DATA RECORDS Start Marker

//! The narrative level: a flat state machine over a built dungeon.
//!
//! A level is declared as a [`LevelBlueprint`] (rooms, connections, NPCs,
//! states, triggers) and built into a [`NarrativeLevel`]. The built level is
//! a pure function of (state, flags, event) -> (new state, new flags,
//! command sequence): it owns its flag store, current state, and dungeon
//! grid, and defers everything else to the host as commands.

use serde::{Deserialize, Serialize};
use thiserror::Error;
use tracing::{debug, warn};

use dungeon_world::{
    BuildError, Direction, DoorConnection, DungeonBuilder, DungeonLayout, LiveNpc,
    NpcDefinition, RoomId, RoomLayout,
};

use crate::events::WorldEvent;
use crate::flags::FlagStore;
use crate::rules::{Action, Command};
use crate::trigger::{StateMatch, Trigger};

/// Errors raised while building a level from its declaration.
#[derive(Debug, Error)]
pub enum LevelBuildError {
    #[error(transparent)]
    Dungeon(#[from] BuildError),

    #[error("level declares no states")]
    NoStates,

    #[error("initial state '{0}' is not declared")]
    UnknownInitialState(String),

    #[error("state '{state}' referenced by {referenced_by} is not declared")]
    UnknownState { state: String, referenced_by: String },

    #[error("spawn room '{0}' is not declared")]
    UnknownSpawnRoom(RoomId),
}

/// The authoring aggregate: everything a level declaration contains.
#[derive(Debug, Clone, Default)]
pub struct LevelBlueprint {
    pub name: String,
    pub rooms: Vec<RoomLayout>,
    pub connections: Vec<DoorConnection>,
    pub npcs: Vec<NpcDefinition>,
    pub states: Vec<String>,
    pub initial_state: String,
    pub spawn_room: RoomId,
    pub triggers: Vec<Trigger>,
}

impl LevelBlueprint {
    pub fn new(name: impl Into<String>) -> Self {
        Self {
            name: name.into(),
            ..Self::default()
        }
    }

    pub fn room(mut self, room: RoomLayout) -> Self {
        self.rooms.push(room);
        self
    }

    pub fn connect(
        mut self,
        room_a: impl Into<RoomId>,
        side_a: Direction,
        room_b: impl Into<RoomId>,
        side_b: Direction,
    ) -> Self {
        self.connections
            .push(DoorConnection::new(room_a, side_a, room_b, side_b));
        self
    }

    pub fn npc(mut self, npc: NpcDefinition) -> Self {
        self.npcs.push(npc);
        self
    }

    pub fn state(mut self, state: impl Into<String>) -> Self {
        self.states.push(state.into());
        self
    }

    pub fn initial_state(mut self, state: impl Into<String>) -> Self {
        self.initial_state = state.into();
        self
    }

    pub fn spawn_room(mut self, room: impl Into<RoomId>) -> Self {
        self.spawn_room = room.into();
        self
    }

    pub fn trigger(mut self, trigger: Trigger) -> Self {
        self.triggers.push(trigger);
        self
    }

    /// Build the dungeon and the state machine.
    ///
    /// State references are checked here so that a level that builds never
    /// raises a state error during live play.
    pub fn build(self) -> Result<NarrativeLevel, LevelBuildError> {
        if self.states.is_empty() {
            return Err(LevelBuildError::NoStates);
        }
        if !self.states.contains(&self.initial_state) {
            return Err(LevelBuildError::UnknownInitialState(self.initial_state));
        }
        for trigger in &self.triggers {
            if let StateMatch::In(state) = &trigger.source {
                if !self.states.contains(state) {
                    return Err(LevelBuildError::UnknownState {
                        state: state.clone(),
                        referenced_by: format!("trigger '{}'", trigger.name),
                    });
                }
            }
            for action in &trigger.actions {
                if let Action::TransitionTo(state) = action {
                    if !self.states.contains(state) {
                        return Err(LevelBuildError::UnknownState {
                            state: state.clone(),
                            referenced_by: format!("trigger '{}'", trigger.name),
                        });
                    }
                }
            }
        }
        if !self.rooms.iter().any(|r| r.id == self.spawn_room) {
            return Err(LevelBuildError::UnknownSpawnRoom(self.spawn_room));
        }

        let mut builder = DungeonBuilder::new();
        for room in self.rooms {
            builder = builder.room(room);
        }
        for conn in self.connections {
            builder = builder.connect(conn.room_a, conn.side_a, conn.room_b, conn.side_b);
        }
        for npc in self.npcs {
            builder = builder.npc(npc);
        }
        let (layout, npcs) = builder.build()?;

        debug!(level = %self.name, state = %self.initial_state, "level built");
        Ok(NarrativeLevel {
            name: self.name,
            layout,
            initial_npcs: npcs,
            states: self.states,
            triggers: self.triggers,
            flags: FlagStore::new(),
            current_state: self.initial_state.clone(),
            initial_state: self.initial_state,
            spawn_room: self.spawn_room,
            complete: false,
            unmatched_events: 0,
        })
    }
}

/// The level state machine core.
///
/// Invariants: the current state is always a declared state; the completion
/// flag is monotonic.
#[derive(Debug, Clone, Serialize, Deserialize)]
pub struct NarrativeLevel {
    name: String,
    layout: DungeonLayout,
    initial_npcs: Vec<LiveNpc>,
    states: Vec<String>,
    triggers: Vec<Trigger>,
    flags: FlagStore,
    current_state: String,
    initial_state: String,
    spawn_room: RoomId,
    complete: bool,
    unmatched_events: u64,
}

impl NarrativeLevel {
    /// Consume one world event and return the host's ordered command list.
    ///
    /// The first trigger (in declaration order) whose source state, event
    /// filter, and conditions all match wins; later triggers for the same
    /// event are not evaluated. Internal mutations (flags, transitions) are
    /// applied immediately, so a later action in the same list sees the
    /// effects of an earlier one. An event with no matching trigger is a
    /// silent no-op.
    pub fn process_event(&mut self, event: &WorldEvent) -> Vec<Command> {
        if self.complete {
            debug!(level = %self.name, ?event, "level complete; ignoring event");
            return Vec::new();
        }

        let matched = self.triggers.iter().find(|trigger| {
            trigger.source.matches(&self.current_state)
                && trigger.filter.matches(event)
                && trigger.conditions_hold(&self.flags)
        });

        let Some(trigger) = matched else {
            self.unmatched_events += 1;
            debug!(level = %self.name, ?event, state = %self.current_state, "no trigger matched");
            return Vec::new();
        };

        debug!(level = %self.name, trigger = %trigger.name, ?event, "trigger fired");
        let actions = trigger.actions.clone();

        let mut commands = Vec::new();
        for action in actions {
            self.apply_action(action, &mut commands);
        }
        commands
    }

    fn apply_action(&mut self, action: Action, commands: &mut Vec<Command>) {
        match action {
            Action::SetFlag(name) => self.flags.set(&name),
            Action::ClearFlag(name) => self.flags.clear(&name),
            Action::TransitionTo(state) => {
                debug!(level = %self.name, from = %self.current_state, to = %state, "state transition");
                // Target declared; verified at build time.
                self.current_state = state;
            }
            Action::EndLevel => {
                self.complete = true;
                commands.push(Command::EndLevel);
            }
            Action::SetTile { tile, kind } => {
                // The engine patches its own grid; rendering is the host's
                // half of the same action.
                if let Err(err) = self.layout.set_tile(tile, kind) {
                    warn!(level = %self.name, %err, "set_tile skipped on engine grid");
                }
                commands.push(Command::SetTile { tile, kind });
            }
            Action::PlayVideo {
                path,
                start_secs,
                duration_secs,
            } => commands.push(Command::PlayVideo {
                path,
                start_secs,
                duration_secs,
            }),
            Action::ShowConversation(conversation) => {
                commands.push(Command::ShowConversation(conversation))
            }
            Action::AddNpc(def) => commands.push(Command::AddNpc(def)),
            Action::RemoveNpc(id) => commands.push(Command::RemoveNpc(id)),
            Action::MoveNpc { npc, room, tile } => {
                commands.push(Command::MoveNpc { npc, room, tile })
            }
            Action::PlaceGoal(room) => commands.push(Command::PlaceGoal(room)),
            Action::RemoveGoal => commands.push(Command::RemoveGoal),
            Action::SetHeroStrategy(strategy) => {
                commands.push(Command::SetHeroStrategy(strategy))
            }
            Action::ResetHeroMemory => commands.push(Command::ResetHeroMemory),
        }
    }

    pub fn name(&self) -> &str {
        &self.name
    }

    pub fn current_state(&self) -> &str {
        &self.current_state
    }

    pub fn initial_state(&self) -> &str {
        &self.initial_state
    }

    pub fn states(&self) -> &[String] {
        &self.states
    }

    pub fn flags(&self) -> &FlagStore {
        &self.flags
    }

    pub fn is_complete(&self) -> bool {
        self.complete
    }

    pub fn layout(&self) -> &DungeonLayout {
        &self.layout
    }

    /// NPC placements materialized at build time, for the host to install.
    pub fn initial_npcs(&self) -> &[LiveNpc] {
        &self.initial_npcs
    }

    pub fn spawn_room(&self) -> &RoomId {
        &self.spawn_room
    }

    /// Events that matched no trigger since the level was built.
    pub fn unmatched_events(&self) -> u64 {
        self.unmatched_events
    }
}
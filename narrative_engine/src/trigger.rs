//! Trigger rules: (state, event pattern, conditions) -> ordered actions.

use serde::{Deserialize, Serialize};

use crate::events::EventFilter;
use crate::flags::FlagStore;
use crate::rules::{Action, Condition};

/// Which source state a trigger listens in.
#[derive(Debug, Clone, PartialEq, Eq, Serialize, Deserialize)]
pub enum StateMatch {
    /// Wildcard: the trigger is live in every state.
    Any,
    In(String),
}

impl StateMatch {
    pub fn in_state(state: impl Into<String>) -> Self {
        StateMatch::In(state.into())
    }

    pub fn matches(&self, current: &str) -> bool {
        match self {
            StateMatch::Any => true,
            StateMatch::In(state) => state == current,
        }
    }
}

/// A rule binding (state, event pattern, conditions) to an ordered action
/// list. Declared at level-build time, immutable afterwards.
///
/// Multiple triggers may share the same (state, event); the first whose
/// filter and conditions all match wins, in declaration order.
#[derive(Debug, Clone, PartialEq, Serialize, Deserialize)]
pub struct Trigger {
    /// Diagnostic label, shown in logs when the trigger fires.
    pub name: String,
    pub source: StateMatch,
    pub filter: EventFilter,
    /// All must hold (AND), evaluated in order with short-circuit.
    pub conditions: Vec<Condition>,
    /// Executed in declaration order.
    pub actions: Vec<Action>,
}

impl Trigger {
    pub fn new(name: impl Into<String>, source: StateMatch, filter: EventFilter) -> Self {
        Self {
            name: name.into(),
            source,
            filter,
            conditions: Vec::new(),
            actions: Vec::new(),
        }
    }

    pub fn when(mut self, condition: Condition) -> Self {
        self.conditions.push(condition);
        self
    }

    pub fn then(mut self, action: Action) -> Self {
        self.actions.push(action);
        self
    }

    /// AND over the conditions, short-circuiting on the first failure.
    pub fn conditions_hold(&self, flags: &FlagStore) -> bool {
        self.conditions.iter().all(|c| c.holds(flags))
    }
}
//! Room templates and parsed room layouts.
//!
//! A room template is an authored rectangular ASCII pattern with embedded
//! door markers. Parsing produces the tile grid plus the door geometry the
//! builder needs to connect rooms.

use serde::{Deserialize, Serialize};
use std::collections::BTreeMap;
use thiserror::Error;

use crate::tiles::{Direction, Position, Tile};

/// Unique identifier for a room within a level.
#[derive(Debug, Clone, Default, PartialEq, Eq, Hash, PartialOrd, Ord, Serialize, Deserialize)]
pub struct RoomId(pub String);

impl RoomId {
    pub fn new(id: impl Into<String>) -> Self {
        Self(id.into())
    }

    pub fn as_str(&self) -> &str {
        &self.0
    }
}

impl std::fmt::Display for RoomId {
    fn fmt(&self, f: &mut std::fmt::Formatter<'_>) -> std::fmt::Result {
        write!(f, "{}", self.0)
    }
}

impl From<&str> for RoomId {
    fn from(id: &str) -> Self {
        Self(id.to_string())
    }
}

impl From<String> for RoomId {
    fn from(id: String) -> Self {
        Self(id)
    }
}

/// Reference to the paired door on another room, set by the builder.
#[derive(Debug, Clone, PartialEq, Eq, Serialize, Deserialize)]
pub struct DoorLink {
    pub room: RoomId,
    pub side: Direction,
}

/// A directional opening on a room's boundary.
///
/// `position` is the north/west-most tile of the opening, in local room
/// coordinates. An unconnected door is converted to wall at build time.
#[derive(Debug, Clone, PartialEq, Eq, Serialize, Deserialize)]
pub struct Door {
    pub direction: Direction,
    pub position: Position,
    pub width: usize,
    pub link: Option<DoorLink>,
}

impl Door {
    pub fn is_connected(&self) -> bool {
        self.link.is_some()
    }

    /// Local positions of every tile this door covers.
    pub fn tiles(&self) -> Vec<Position> {
        let along = match self.direction {
            Direction::North | Direction::South => Position::new(0, 1),
            Direction::East | Direction::West => Position::new(1, 0),
        };
        (0..self.width as i32)
            .map(|i| {
                Position::new(
                    self.position.row + along.row * i,
                    self.position.col + along.col * i,
                )
            })
            .collect()
    }
}

/// Errors raised while parsing a room template.
#[derive(Debug, Error, Clone, PartialEq, Eq)]
pub enum TemplateError {
    #[error("room '{room}': unknown symbol '{symbol}' at ({row}, {col})")]
    UnknownSymbol {
        room: String,
        symbol: char,
        row: usize,
        col: usize,
    },

    #[error("room '{room}': more than one {side} door")]
    DuplicateDoor { room: String, side: Direction },

    #[error("room '{room}': {side} door marker at ({row}, {col}) is not on the {side} edge")]
    MisplacedDoor {
        room: String,
        side: Direction,
        row: usize,
        col: usize,
    },

    #[error("room '{room}': template has no tiles")]
    Empty { room: String },
}

/// An authored rectangular tile pattern with door markers.
#[derive(Debug, Clone, Serialize, Deserialize)]
pub struct RoomTemplate {
    pub name: String,
    pub art: Vec<String>,
}

impl RoomTemplate {
    pub fn new(name: impl Into<String>, art: &[&str]) -> Self {
        Self {
            name: name.into(),
            art: art.iter().map(|line| line.to_string()).collect(),
        }
    }

    /// Parse the ASCII art into a tile grid plus door geometry.
    ///
    /// Rows are padded with [`Tile::Void`] to the widest line. A contiguous
    /// run of door markers on one side forms a single door of that width.
    pub fn parse(&self) -> Result<(Vec<Vec<Tile>>, Vec<Door>), TemplateError> {
        if self.art.iter().all(|line| line.trim().is_empty()) {
            return Err(TemplateError::Empty {
                room: self.name.clone(),
            });
        }

        let width = self.art.iter().map(|line| line.chars().count()).max().unwrap_or(0);

        let mut grid: Vec<Vec<Tile>> = Vec::with_capacity(self.art.len());
        for (row_idx, line) in self.art.iter().enumerate() {
            let mut row: Vec<Tile> = Vec::with_capacity(width);
            for (col_idx, symbol) in line.chars().enumerate() {
                let tile = Tile::from_ascii(symbol).ok_or(TemplateError::UnknownSymbol {
                    room: self.name.clone(),
                    symbol,
                    row: row_idx,
                    col: col_idx,
                })?;
                row.push(tile);
            }
            row.resize(width, Tile::Void);
            grid.push(row);
        }

        let doors = self.collect_doors(&grid)?;
        Ok((grid, doors))
    }

    fn collect_doors(&self, grid: &[Vec<Tile>]) -> Result<Vec<Door>, TemplateError> {
        let rows = grid.len() as i32;
        let cols = grid.first().map(|r| r.len()).unwrap_or(0) as i32;

        // Gather door tiles per side, sorted by position for run detection.
        let mut per_side: BTreeMap<usize, Vec<Position>> = BTreeMap::new();
        for (row_idx, row) in grid.iter().enumerate() {
            for (col_idx, tile) in row.iter().enumerate() {
                if let Tile::Door(side) = tile {
                    per_side
                        .entry(*side as usize)
                        .or_default()
                        .push(Position::new(row_idx as i32, col_idx as i32));
                }
            }
        }

        let mut doors = Vec::new();
        for side in Direction::all() {
            let Some(tiles) = per_side.get(&(side as usize)) else {
                continue;
            };

            // Every door tile must sit on its own edge: the cell one step
            // outward is void or outside the template.
            for pos in tiles {
                let out = pos.offset(side.step());
                let outward_clear = out.row < 0
                    || out.col < 0
                    || out.row >= rows
                    || out.col >= cols
                    || grid[out.row as usize][out.col as usize] == Tile::Void;
                if !outward_clear {
                    return Err(TemplateError::MisplacedDoor {
                        room: self.name.clone(),
                        side,
                        row: pos.row as usize,
                        col: pos.col as usize,
                    });
                }
            }

            // One contiguous run per side. Connections address doors as
            // (room, side), so a second run would be unaddressable.
            let along: fn(&Position) -> (i32, i32) = match side {
                Direction::North | Direction::South => |p: &Position| (p.row, p.col),
                Direction::East | Direction::West => |p: &Position| (p.col, p.row),
            };
            let mut sorted = tiles.clone();
            sorted.sort_by_key(|p| along(p));
            let contiguous = sorted.windows(2).all(|pair| {
                along(&pair[0]).0 == along(&pair[1]).0
                    && along(&pair[1]).1 == along(&pair[0]).1 + 1
            });
            if !contiguous {
                return Err(TemplateError::DuplicateDoor {
                    room: self.name.clone(),
                    side,
                });
            }

            doors.push(Door {
                direction: side,
                position: sorted[0],
                width: sorted.len(),
                link: None,
            });
        }

        Ok(doors)
    }
}

/// A parsed room placed at a fixed origin on the shared canvas.
///
/// Immutable once handed to the builder.
#[derive(Debug, Clone, Serialize, Deserialize)]
pub struct RoomLayout {
    pub id: RoomId,
    pub origin: Position,
    pub grid: Vec<Vec<Tile>>,
    pub doors: Vec<Door>,
}

impl RoomLayout {
    /// Parse `template` and place it with its north-west corner at `origin`.
    pub fn new(
        id: impl Into<RoomId>,
        origin: Position,
        template: &RoomTemplate,
    ) -> Result<Self, TemplateError> {
        let (grid, doors) = template.parse()?;
        Ok(Self {
            id: id.into(),
            origin,
            grid,
            doors,
        })
    }

    pub fn rows(&self) -> usize {
        self.grid.len()
    }

    pub fn cols(&self) -> usize {
        self.grid.first().map(|r| r.len()).unwrap_or(0)
    }

    /// The room's door on the given side, if the template declared one.
    pub fn door(&self, side: Direction) -> Option<&Door> {
        self.doors.iter().find(|d| d.direction == side)
    }

    /// Whether the given local position is inside the room's bounding box.
    pub fn contains_local(&self, pos: Position) -> bool {
        pos.row >= 0
            && pos.col >= 0
            && (pos.row as usize) < self.rows()
            && (pos.col as usize) < self.cols()
    }
}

DATA RECORDS End Marker

__EXERCISE AIM__. Reproduce each line of the entries in which the word "TemplateError" is found.

__TASK OUTPUT__.
pub enum TemplateError {
    pub fn parse(&self) -> Result<(Vec<Vec<Tile>>, Vec<Door>), TemplateError> {
            return Err(TemplateError::Empty {
                let tile = Tile::from_ascii(symbol).ok_or(TemplateError::UnknownSymbol {
    fn collect_doors(&self, grid: &[Vec<Tile>]) -> Result<Vec<Door>, TemplateError> {
                    return Err(TemplateError::MisplacedDoor {
                return Err(TemplateError::DuplicateDoor {
    ) -> Result<Self, TemplateError> {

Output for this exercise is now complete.